Mann will in Lünen Drogen entkommen, erleidet einen Rückfall und steht vor Gericht

rnCannabis und Beleidigung

Nach Lünen zog der junge Mann eigentlich extra, um der Drogen-Szene aus dem Weg zu gehen. Das hat so schlecht geklappt, dass er sich jetzt vor Gericht verantworten musste.

von Sylvia Mönnig

Lünen-Süd

, 16.01.2020, 09:00 Uhr / Lesedauer: 1 min

Direkt nach dem Erwerb von Drogen geriet ein Lüner in eine Polizeikontrolle. Auch legte er sich mit einem Nachbarn an und beleidigte den massiv. Diese beiden Taten brachten den 31-Jährigen nun im Amtsgericht auf die Anklagebank.

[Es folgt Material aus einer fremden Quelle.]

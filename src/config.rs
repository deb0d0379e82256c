use crate::error::{GraderError, Result};
use crate::types::config::GraderConfig;
use std::path::{Path, PathBuf};
use toml::map::Map;
use toml::Value;

pub const DEFAULT_CONFIG_FILE: &str = "grader.toml";
pub const DEFAULT_GLOBAL_CONFIG_FILE: &str = ".config/grader/config.toml";

/// Loads the layered configuration: global file, `grader.toml` in the
/// working directory, then an explicit `--config` file.
pub fn load_config(explicit: Option<&Path>) -> Result<GraderConfig> {
    let global = std::env::var_os("HOME")
        .map(PathBuf::from)
        .map(|home| home.join(DEFAULT_GLOBAL_CONFIG_FILE));
    let cwd = std::env::current_dir()?;
    load_config_with_global(&cwd, global.as_deref(), explicit)
}

pub(crate) fn load_config_with_global(
    root: &Path,
    global_path: Option<&Path>,
    explicit: Option<&Path>,
) -> Result<GraderConfig> {
    let mut merged = Value::Table(Map::new());
    if let Some(path) = global_path {
        merge_file_if_exists(&mut merged, path)?;
    }
    merge_file_if_exists(&mut merged, &root.join(DEFAULT_CONFIG_FILE))?;
    if let Some(path) = explicit {
        if !path.exists() {
            return Err(GraderError::ConfigNotFound(path.display().to_string()));
        }
        merge_file_if_exists(&mut merged, path)?;
    }

    let cfg: GraderConfig = merged
        .try_into()
        .map_err(|e: toml::de::Error| GraderError::ConfigParse(e.to_string()))?;
    cfg.validate()?;
    Ok(cfg)
}

fn merge_file_if_exists(merged: &mut Value, path: &Path) -> Result<()> {
    if !path.exists() {
        return Ok(());
    }
    let value = read_toml_value(path)?;
    merge_toml(merged, value);
    Ok(())
}

fn read_toml_value(path: &Path) -> Result<Value> {
    let content = std::fs::read_to_string(path)?;
    toml::from_str(&content)
        .map_err(|e| GraderError::ConfigParse(format!("{}: {}", path.display(), e)))
}

fn merge_toml(base: &mut Value, overlay: Value) {
    match (base, overlay) {
        (Value::Table(base_table), Value::Table(overlay_table)) => {
            for (key, value) in overlay_table {
                match base_table.get_mut(&key) {
                    Some(existing) => merge_toml(existing, value),
                    None => {
                        base_table.insert(key, value);
                    }
                }
            }
        }
        (slot, value) => {
            *slot = value;
        }
    }
}

#[cfg(test)]
mod tests {
    use super::*;
    use crate::types::config::MissingSkillPolicy;
    use std::fs;
    use tempfile::TempDir;

    #[test]
    fn load_config_defaults_when_no_files_exist() {
        let dir = TempDir::new().expect("temp dir should be created");
        let cfg = load_config_with_global(dir.path(), None, None).expect("load should not fail");
        assert_eq!(cfg.quiz.sheet, "Summary");
        assert_eq!(cfg.gradebook.skill_start_column, 4);
    }

    #[test]
    fn load_config_merges_global_local_and_explicit_in_order() {
        let root = TempDir::new().expect("root temp dir should be created");
        let global_root = TempDir::new().expect("global temp dir should be created");
        let global_path = global_root.path().join("config.toml");

        fs::write(
            &global_path,
            r#"
[quiz]
sheet = "Results"
first_student_row = 4

[output]
sheet_suffix = "-global"
"#,
        )
        .expect("global config should write");

        fs::write(
            root.path().join(DEFAULT_CONFIG_FILE),
            r#"
[quiz]
first_student_row = 2

[output]
missing_skill_column = "skip"
"#,
        )
        .expect("local config should write");

        let explicit = root.path().join("term.toml");
        fs::write(
            &explicit,
            r#"
[output]
sheet_suffix = "-term1"
"#,
        )
        .expect("explicit config should write");

        let cfg = load_config_with_global(root.path(), Some(&global_path), Some(&explicit))
            .expect("load should succeed");

        assert_eq!(cfg.quiz.sheet, "Results");
        assert_eq!(cfg.quiz.first_student_row, 2);
        assert_eq!(cfg.quiz.first_question_column, 5);
        assert_eq!(cfg.output.sheet_suffix, "-term1");
        assert_eq!(cfg.output.missing_skill_column, MissingSkillPolicy::Skip);
    }

    #[test]
    fn missing_explicit_config_is_an_error() {
        let dir = TempDir::new().expect("temp dir should be created");
        let err = load_config_with_global(dir.path(), None, Some(&dir.path().join("nope.toml")))
            .expect_err("missing explicit config should fail");
        assert!(matches!(err, GraderError::ConfigNotFound(_)));
    }

    #[test]
    fn invalid_layout_fails_validation() {
        let dir = TempDir::new().expect("temp dir should be created");
        fs::write(
            dir.path().join(DEFAULT_CONFIG_FILE),
            "[gradebook]\nskill_start_column = 2\n",
        )
        .expect("config should write");
        let err = load_config_with_global(dir.path(), None, None).expect_err("should fail");
        assert!(matches!(err, GraderError::ConfigParse(_)));
    }

    #[test]
    fn malformed_toml_names_the_file() {
        let dir = TempDir::new().expect("temp dir should be created");
        fs::write(dir.path().join(DEFAULT_CONFIG_FILE), "[quiz\n").expect("config should write");
        let err = load_config_with_global(dir.path(), None, None).expect_err("should fail");
        assert!(err.to_string().contains(DEFAULT_CONFIG_FILE));
    }
}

Um den Drogen, der alten Szene und regelmäßigem Ärger mit der Justiz zu entkommen, zog der junge Mann extra nach Lünen. Sein Plan ging nicht auf. Schnell erlitt er einen Rückfall und konsumierte wieder Cannabis.

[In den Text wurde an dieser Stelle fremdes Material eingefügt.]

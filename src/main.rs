mod aggregate;
mod cli;
mod config;
mod error;
mod grader;
mod inputs;
mod locate;
mod logging;
mod report;
mod rubric;
mod synth;
mod types;
mod workbook;

use crate::error::GraderError;
use crate::types::config::MissingSkillPolicy;
use clap::Parser;
use std::path::Path;
use tracing::info;

pub mod exit_code {
    pub const SUCCESS: i32 = 0;
    pub const RUNTIME_FAILURE: i32 = 1;
}

fn run() -> Result<i32, GraderError> {
    let cli = cli::Cli::parse();
    let json = matches!(cli.format, cli::ReportFormat::Json);
    if let Err(e) = logging::init_tracing(cli.verbose, cli.quiet, json) {
        eprintln!("warning: logging unavailable: {e}");
    }

    let mut cfg = config::load_config(cli.config.as_deref())?;
    if cli.allow_missing_skills {
        cfg.output.missing_skill_column = MissingSkillPolicy::Skip;
    }

    let extension = cfg.input.extension.clone();
    inputs::require_extension("grade", &cli.grades, &extension)?;
    inputs::require_extension("quiz", &cli.quiz, &extension)?;
    let output = inputs::resolve_output_path(
        &cli.grades,
        cli.output
            .as_deref()
            .or_else(|| cfg.output.path.as_deref().map(Path::new)),
        &extension,
    );
    inputs::require_extension("output", &output, &extension)?;

    let rubric = rubric::load_rubric(&cli.rubrik)?;
    info!("loaded rubric with {} skill(s)", rubric.len());

    let mut gradebook = workbook::xlsx::load_workbook(&cli.grades)?;
    let quiz = workbook::xlsx::load_sheet(&cli.quiz, &cfg.quiz.sheet)?;

    let sheet_name = inputs::quiz_sheet_name(&cli.quiz, &cfg.output.sheet_suffix);
    let mut grading = grader::grade_quiz(&mut gradebook, &quiz, &rubric, &sheet_name, &cfg)?;

    workbook::xlsx::save_workbook(&gradebook, &output)?;
    grading.output = Some(output);

    let format = if json {
        report::OutputFormat::Json
    } else {
        report::OutputFormat::Text
    };
    println!("{}", report::render(&grading, format)?);

    Ok(exit_code::SUCCESS)
}

fn main() {
    match run() {
        Ok(code) => {
            if code != 0 {
                std::process::exit(code);
            }
        }
        Err(e) => {
            eprintln!("error: {}", e);
            std::process::exit(exit_code::RUNTIME_FAILURE);
        }
    }
}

Nachbarn einen „Hurensohn“ genannt

Am 12. September 2019 kaufte er deshalb 0,7 Gramm Marihuana und lief der Polizei damit regelrecht in die Arme. Keinen Monat später, am 8. Oktober 2019, gerieten er und sein Nachbar in Streit. Dabei titulierte er den Anderen unter anderem als „Hurensohn“.

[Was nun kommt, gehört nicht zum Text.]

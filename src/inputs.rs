use crate::error::{GraderError, Result};
use std::path::{Path, PathBuf};

pub fn require_extension(kind: &'static str, path: &Path, expected: &str) -> Result<()> {
    let expected = expected.trim_start_matches('.');
    let matches = path
        .extension()
        .and_then(|ext| ext.to_str())
        .is_some_and(|ext| ext == expected);
    if matches {
        Ok(())
    } else {
        Err(GraderError::InvalidExtension {
            kind,
            path: path.display().to_string(),
            expected: expected.to_string(),
        })
    }
}

/// Output location: the explicit path if given, else `<grades-stem>-graded.<ext>`
/// beside the gradebook.
pub fn resolve_output_path(grades: &Path, explicit: Option<&Path>, extension: &str) -> PathBuf {
    if let Some(path) = explicit {
        return path.to_path_buf();
    }
    let stem = grades
        .file_stem()
        .and_then(|stem| stem.to_str())
        .unwrap_or("grades");
    grades.with_file_name(format!(
        "{stem}-graded.{}",
        extension.trim_start_matches('.')
    ))
}

/// Name of the sheet created for a quiz file: its stem plus `suffix`.
pub fn quiz_sheet_name(quiz: &Path, suffix: &str) -> String {
    let stem = quiz
        .file_stem()
        .map(|stem| stem.to_string_lossy().into_owned())
        .unwrap_or_default();
    format!("{stem}{suffix}")
}

#[cfg(test)]
mod tests {
    use super::*;

    #[test]
    fn extension_must_match_exactly() {
        assert!(require_extension("grade", Path::new("class/grades.xlsx"), "xlsx").is_ok());
        assert!(require_extension("grade", Path::new("grades.xlsx"), ".xlsx").is_ok());

        for bad in ["grades.xls", "grades.XLSX", "grades", "grades.xlsx.bak"] {
            let err = require_extension("quiz", Path::new(bad), "xlsx").expect_err(bad);
            assert!(matches!(err, GraderError::InvalidExtension { kind: "quiz", .. }));
        }
    }

    #[test]
    fn output_defaults_beside_gradebook() {
        let out = resolve_output_path(Path::new("/term/cs101.xlsx"), None, "xlsx");
        assert_eq!(out, PathBuf::from("/term/cs101-graded.xlsx"));
    }

    #[test]
    fn explicit_output_wins() {
        let out = resolve_output_path(
            Path::new("/term/cs101.xlsx"),
            Some(Path::new("final.xlsx")),
            "xlsx",
        );
        assert_eq!(out, PathBuf::from("final.xlsx"));
    }

    #[test]
    fn sheet_name_uses_quiz_stem() {
        assert_eq!(quiz_sheet_name(Path::new("quizzes/week3.xlsx"), "-quiz"), "week3-quiz");
    }
}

Im Prozess legte der Lüner die Karten sofort auf den Tisch, berichtete offen darüber, trotz Wechsel des Umfeldes wieder abgerutscht zu sein, einen Sucht-Rückfall erlitten zu haben. Auch leide er unter Depressionen.

Private Dinge weitergetratscht

Mit dem Nachbarn sei er wegen lauter Musik in Streit geraten und weil der private Dinge „weitergetratscht“ habe. Seine Worte hätten ihm sofort leidgetan. Nun habe er sich Hilfe gesucht.

Angesichts seiner Offenheit, der damaligen Situation und der Bereitschaft, Hilfe anzunehmen, beließ es das Gericht in dem Fall bei 300 Euro Geldstrafe. Eine Sanktion, die der 31-Jährige umgehend akzeptierte.